In verschillende schoolverbeteringsprojecten is de laatste decennia ervaring opgedaan met bepalen van de bestaande en gewenste situatie op een school en met het opstellen van taalbeleidsplannen. In dit prioriteringsproces gaat het steeds om de volgende vragen:
- hoever is een school met de ontwikkeling van een taalbeleid (A)?
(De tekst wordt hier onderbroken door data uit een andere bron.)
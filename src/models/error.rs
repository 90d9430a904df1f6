//! Errors raised while allocating teams and materializing results.

use crate::catalog::CatalogError;
use crate::models::participant::ParticipantId;
use crate::models::team::TeamId;

/// Errors that can occur while generating a tournament.
#[derive(Clone, Debug, PartialEq)]
pub enum AllocationError {
    /// Group count must be at least 1.
    ZeroGroups,
    /// Group size must be at least 1.
    ZeroGroupSize,
    /// Groups are named a..z, so at most 26 of them.
    TooManyGroups { max: usize, requested: usize },
    /// At least one participant is needed.
    NoParticipants,
    /// Two requirements share the same participant id.
    DuplicateParticipant(ParticipantId),
    /// The same team is required by more than one participant.
    DuplicateRequiredTeam(TeamId),
    /// Required teams the catalog does not know.
    MissingRequiredTeams(Vec<TeamId>),
    /// A participant requires more teams than the round-robin hands them.
    TooManyRequiredTeams {
        participant: ParticipantId,
        required: usize,
        share: usize,
    },
    /// Fewer distinct teams than slots to fill.
    InsufficientTeams { needed: usize, available: usize },
    /// The team catalog failed or returned malformed data.
    Catalog(CatalogError),
}

impl std::fmt::Display for AllocationError {
    fn fmt(&self, f: &mut std::fmt::Formatter<'_>) -> std::fmt::Result {
        match self {
            AllocationError::ZeroGroups => write!(f, "Need at least 1 group"),
            AllocationError::ZeroGroupSize => write!(f, "Need at least 1 team per group"),
            AllocationError::TooManyGroups { max, requested } => {
                write!(f, "At most {} groups are supported (requested {})", max, requested)
            }
            AllocationError::NoParticipants => write!(f, "Need at least 1 participant"),
            AllocationError::DuplicateParticipant(id) => {
                write!(f, "Participant `{}` is listed more than once", id)
            }
            AllocationError::DuplicateRequiredTeam(id) => {
                write!(f, "Team `{}` is required by more than one participant", id)
            }
            AllocationError::MissingRequiredTeams(ids) => {
                write!(f, "Required teams not found in catalog: {}", ids.join(", "))
            }
            AllocationError::TooManyRequiredTeams {
                participant,
                required,
                share,
            } => write!(
                f,
                "Participant `{}` requires {} teams but only gets {} slots",
                participant, required, share
            ),
            AllocationError::InsufficientTeams { needed, available } => {
                write!(f, "Need {} teams but only {} are available", needed, available)
            }
            AllocationError::Catalog(e) => write!(f, "Team catalog error: {}", e),
        }
    }
}

impl std::error::Error for AllocationError {
    fn source(&self) -> Option<&(dyn std::error::Error + 'static)> {
        match self {
            AllocationError::Catalog(e) => Some(e),
            _ => None,
        }
    }
}

impl From<CatalogError> for AllocationError {
    fn from(e: CatalogError) -> Self {
        AllocationError::Catalog(e)
    }
}

/// Errors that can occur while resolving a tournament's team ids.
#[derive(Clone, Debug, PartialEq)]
pub enum MaterializeError {
    /// The batched team lookup failed.
    Catalog(CatalogError),
    /// A slot references a team the lookup did not return.
    UnresolvedTeam(TeamId),
}

impl std::fmt::Display for MaterializeError {
    fn fmt(&self, f: &mut std::fmt::Formatter<'_>) -> std::fmt::Result {
        match self {
            MaterializeError::Catalog(e) => write!(f, "Team catalog error: {}", e),
            MaterializeError::UnresolvedTeam(id) => write!(f, "Team `{}` not found", id),
        }
    }
}

impl std::error::Error for MaterializeError {
    fn source(&self) -> Option<&(dyn std::error::Error + 'static)> {
        match self {
            MaterializeError::Catalog(e) => Some(e),
            MaterializeError::UnresolvedTeam(_) => None,
        }
    }
}

impl From<CatalogError> for MaterializeError {
    fn from(e: CatalogError) -> Self {
        MaterializeError::Catalog(e)
    }
}
//! Materialized output: tournaments with team ids resolved to full team records.

use crate::models::team::Team;
use crate::models::tournament::TournamentId;
use chrono::{DateTime, Utc};
use serde::{Deserialize, Serialize};

#[derive(Clone, Debug, PartialEq, Serialize, Deserialize)]
pub struct SlotView {
    pub user_id: String,
    pub team: Team,
}

#[derive(Clone, Debug, PartialEq, Serialize, Deserialize)]
pub struct GroupView {
    pub name: String,
    pub team_slots: Vec<SlotView>,
}

/// Response shape for one generated tournament.
#[derive(Clone, Debug, PartialEq, Serialize, Deserialize)]
pub struct TournamentView {
    pub id: TournamentId,
    pub groups_count: usize,
    pub teams_per_group: usize,
    pub generated_at: DateTime<Utc>,
    pub groups: Vec<GroupView>,
}
//! Tournament group generator: library with models, team catalog and allocation logic.

pub mod catalog;
pub mod config;
pub mod logic;
pub mod models;
pub mod web;

pub use catalog::{CatalogError, InMemoryCatalog, SortField, TeamCatalog, NO_LIMIT};
pub use config::{Config, ConfigError};
pub use logic::{
    allocate_teams, group_by_rating, round_robin_share, Materializer, TourneyGenerator,
    DEFAULT_MIN_RATING, MAX_GROUPS,
};
pub use models::{
    AllocationError, GenerateTourneyRequest, Group, GroupView, MaterializeError, ParticipantId,
    ParticipantRequirement, Slot, SlotView, Team, TeamId, Tournament, TournamentId,
    TournamentView, UserParams,
};
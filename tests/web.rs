//! Integration tests for the REST API: status mapping, CORS header and response shape.

use actix_web::{dev::ServiceResponse, http::StatusCode, test, web::Data, App};
use serde_json::Value;
use std::collections::{HashMap, HashSet};
use std::sync::Arc;
use tourney_allocator::web::{allow_origin_headers, routes, AppState, SharedCatalog};
use tourney_allocator::{CatalogError, InMemoryCatalog, SortField, Team, TeamCatalog, TeamId};

const ORIGIN: &str = "https://tourneys.example";

/// 40 teams `t0..t39`, ratings 3.0 to 6.9.
fn catalog() -> SharedCatalog {
    let teams = (0..40)
        .map(|i| Team::new(format!("t{i}"), format!("Team {i}"), "league", 3.0 + i as f64 / 10.0))
        .collect();
    Arc::new(InMemoryCatalog::new(teams).unwrap())
}

struct UnavailableCatalog;

impl TeamCatalog for UnavailableCatalog {
    fn search_teams(
        &self,
        _min_rating: f64,
        _leagues: &[String],
        _sort: SortField,
        _limit: usize,
    ) -> Result<Vec<Team>, CatalogError> {
        Err(CatalogError::Lookup("teams service unavailable".to_string()))
    }

    fn teams_by_id(&self, _ids: &[TeamId]) -> Result<Vec<Team>, CatalogError> {
        Err(CatalogError::Lookup("teams service unavailable".to_string()))
    }
}

fn eight_groups_of_four() -> Value {
    serde_json::json!({
        "groups_count": 8,
        "teams_per_group": 4,
        "leagues": [],
        "users": [
            { "user_id": "u1", "teams_count": 8, "required_teams": ["t0"] },
            { "user_id": "u2", "teams_count": 6 },
            { "user_id": "u3", "teams_count": 8, "required_teams": ["t1", "t2"] },
            { "user_id": "u4", "teams_count": 10, "required_teams": ["t3"] }
        ]
    })
}

macro_rules! app {
    ($catalog:expr) => {
        test::init_service(
            App::new()
                .app_data(Data::new(AppState::new($catalog, 3.0)))
                .wrap(allow_origin_headers(ORIGIN))
                .configure(routes),
        )
        .await
    };
}

fn allow_origin<B>(resp: &ServiceResponse<B>) -> Option<&str> {
    resp.headers()
        .get("Access-Control-Allow-Origin")
        .and_then(|v| v.to_str().ok())
}

#[actix_web::test]
async fn generates_one_materialized_tourney() {
    let app = app!(catalog());
    let req = test::TestRequest::post()
        .uri("/tourneys")
        .set_json(eight_groups_of_four())
        .to_request();
    let resp = test::call_service(&app, req).await;

    assert_eq!(resp.status(), StatusCode::OK);
    assert_eq!(allow_origin(&resp), Some(ORIGIN));

    let body: Value = test::read_body_json(resp).await;
    let tourneys = body.as_array().unwrap();
    assert_eq!(tourneys.len(), 1);
    let tourney = &tourneys[0];
    assert_eq!(tourney["groups_count"], 8);
    assert_eq!(tourney["teams_per_group"], 4);
    assert!(tourney["id"].is_string());

    let groups = tourney["groups"].as_array().unwrap();
    let names: Vec<&str> = groups.iter().map(|g| g["name"].as_str().unwrap()).collect();
    assert_eq!(names, ["a", "b", "c", "d", "e", "f", "g", "h"]);

    let mut seen = HashSet::new();
    let mut owner_of = HashMap::new();
    for group in groups {
        let slots = group["team_slots"].as_array().unwrap();
        assert_eq!(slots.len(), 4);
        for slot in slots {
            let team_id = slot["team"]["id"].as_str().unwrap();
            assert!(seen.insert(team_id), "{team_id} used twice");
            assert!(slot["team"]["name"].is_string());
            owner_of.insert(team_id, slot["user_id"].as_str().unwrap());
        }
    }
    assert_eq!(seen.len(), 32);
    assert_eq!(owner_of["t0"], "u1");
    assert_eq!(owner_of["t1"], "u3");
    assert_eq!(owner_of["t2"], "u3");
    assert_eq!(owner_of["t3"], "u4");
}

#[actix_web::test]
async fn malformed_body_is_bad_request() {
    let app = app!(catalog());
    let req = test::TestRequest::post()
        .uri("/tourneys")
        .insert_header(("Content-Type", "application/json"))
        .set_payload("{ not json")
        .to_request();
    let resp = test::call_service(&app, req).await;

    assert_eq!(resp.status(), StatusCode::BAD_REQUEST);
    assert_eq!(allow_origin(&resp), Some(ORIGIN));
    let body: Value = test::read_body_json(resp).await;
    assert_eq!(body, serde_json::json!({ "error": "bad tourney request payload" }));
}

#[actix_web::test]
async fn allocation_error_is_bad_request() {
    let app = app!(catalog());
    let mut request = eight_groups_of_four();
    request["groups_count"] = 0.into();
    let req = test::TestRequest::post()
        .uri("/tourneys")
        .set_json(request)
        .to_request();
    let resp = test::call_service(&app, req).await;

    assert_eq!(resp.status(), StatusCode::BAD_REQUEST);
    assert_eq!(allow_origin(&resp), Some(ORIGIN));
    let body: Value = test::read_body_json(resp).await;
    assert!(body["error"].is_string());
}

#[actix_web::test]
async fn too_few_teams_is_bad_request() {
    let app = app!(catalog());
    let mut request = eight_groups_of_four();
    request["groups_count"] = 11.into();
    let req = test::TestRequest::post()
        .uri("/tourneys")
        .set_json(request)
        .to_request();
    let resp = test::call_service(&app, req).await;

    assert_eq!(resp.status(), StatusCode::BAD_REQUEST);
}

#[actix_web::test]
async fn catalog_failure_is_server_error() {
    let app = app!(Arc::new(UnavailableCatalog));
    let req = test::TestRequest::post()
        .uri("/tourneys")
        .set_json(eight_groups_of_four())
        .to_request();
    let resp = test::call_service(&app, req).await;

    assert_eq!(resp.status(), StatusCode::INTERNAL_SERVER_ERROR);
    assert_eq!(allow_origin(&resp), Some(ORIGIN));
    let body: Value = test::read_body_json(resp).await;
    assert!(body["error"].as_str().unwrap().contains("unavailable"));
}

#[actix_web::test]
async fn health_check_carries_cors_header() {
    let app = app!(catalog());
    let req = test::TestRequest::get().uri("/api/health").to_request();
    let resp = test::call_service(&app, req).await;

    assert_eq!(resp.status(), StatusCode::OK);
    assert_eq!(allow_origin(&resp), Some(ORIGIN));
    let body: Value = test::read_body_json(resp).await;
    assert_eq!(body["ok"], true);
}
- waar wil zij naar toe (B)?
- wanneer wil zij B bereikt hebben en
- hoe komt zij van A naar B?
Het lijkt eenvoudig, maar dat is het niet. Het ontwikkelen van een taalbeleid op school, laat zich goed vergelijken met de situatie van een schaakspeler halverwege de partij. De opening had beter gekund. Er is nog niets verloren, maar het komt aan op de kwaliteit van elke volgende zet. Om te winnen mogen er geen grote fouten meer worden gemaakt. Bij het ontwikkelen van een taalbeleid op school komt het ook aan op de kwaliteit van de beslissingen voor de nabije en verder gelegen toekomst. Er is geen tijd te verliezen en elke beslissing moet goed zijn. Het aanpassen van het (taal)onderwijs aan een sterk verander(en)de leerlingenpopulatie is een ambitieuze onderneming die niet in enkele schooljaren gerealiseerd wordt.
Het belangrijkste motief voor een school om een doordacht taalbeleid te ontwikkelen voor de hele school (alle groepen, alle vakken) zijn de schoolprestaties van leerlingen. Naarmate het aantal leerlingen met een achterstand groter is, zal er meer moeten gebeuren. Veel scholen met een hoog percentage meertalige leerlingen hebben de afgelopen decennia de ontwikkeling van een taalbeleid hoog geprioriteerd. Dit beleid heeft vruchten afgeworpen. Er is veel ervaring en expertise.
Als we het over de afstemming van vakken op elkaar hebben dan hebben we al gauw over een veranderingsoperatie die jaren in beslag neemt. Vaak is het zo dat er op een school meerdere aanpassingen tegelijkertijd en vaak ook in korte tijd uitgevoerd moeten worden. Om dit proces goed te laten verlopen is een doordacht beleid nodig. Kernbegrippen bij het ontwikkelen zijn: systematiek, samenhang, continuïteit en afstemming.
voorbeeld van een knelpunt in het primair onderwijs
In groep 6 van het basisonderwijs (9-jarige leerlingen) werken leerlingen aan de ontwikkeling van niveau 1F. In een gemiddelde groep 6 zitten leerlingen die al presteren op het niveau van groep 8 en hebben niveau 1F dus bijna bereikt. Er zitten ook leerlingen die nog op niveau van groep 4 zitten. Een enkeling presteert zelfs al op niveau 2F (= voortgezet onderwijs). De leraar maakt echter gebruik van een taalmethode voor jaargroep 6 dat gericht is op het gemiddelde niveau van de leerlingengroep. Voor een deel van de leerlingen is dit materiaal (veel) te eenvoudig; voor een deel van de leerlingen is het materiaal veel te moeilijk. De vraag is hoe we alle leerlingen tot hun recht kunnen laten komen.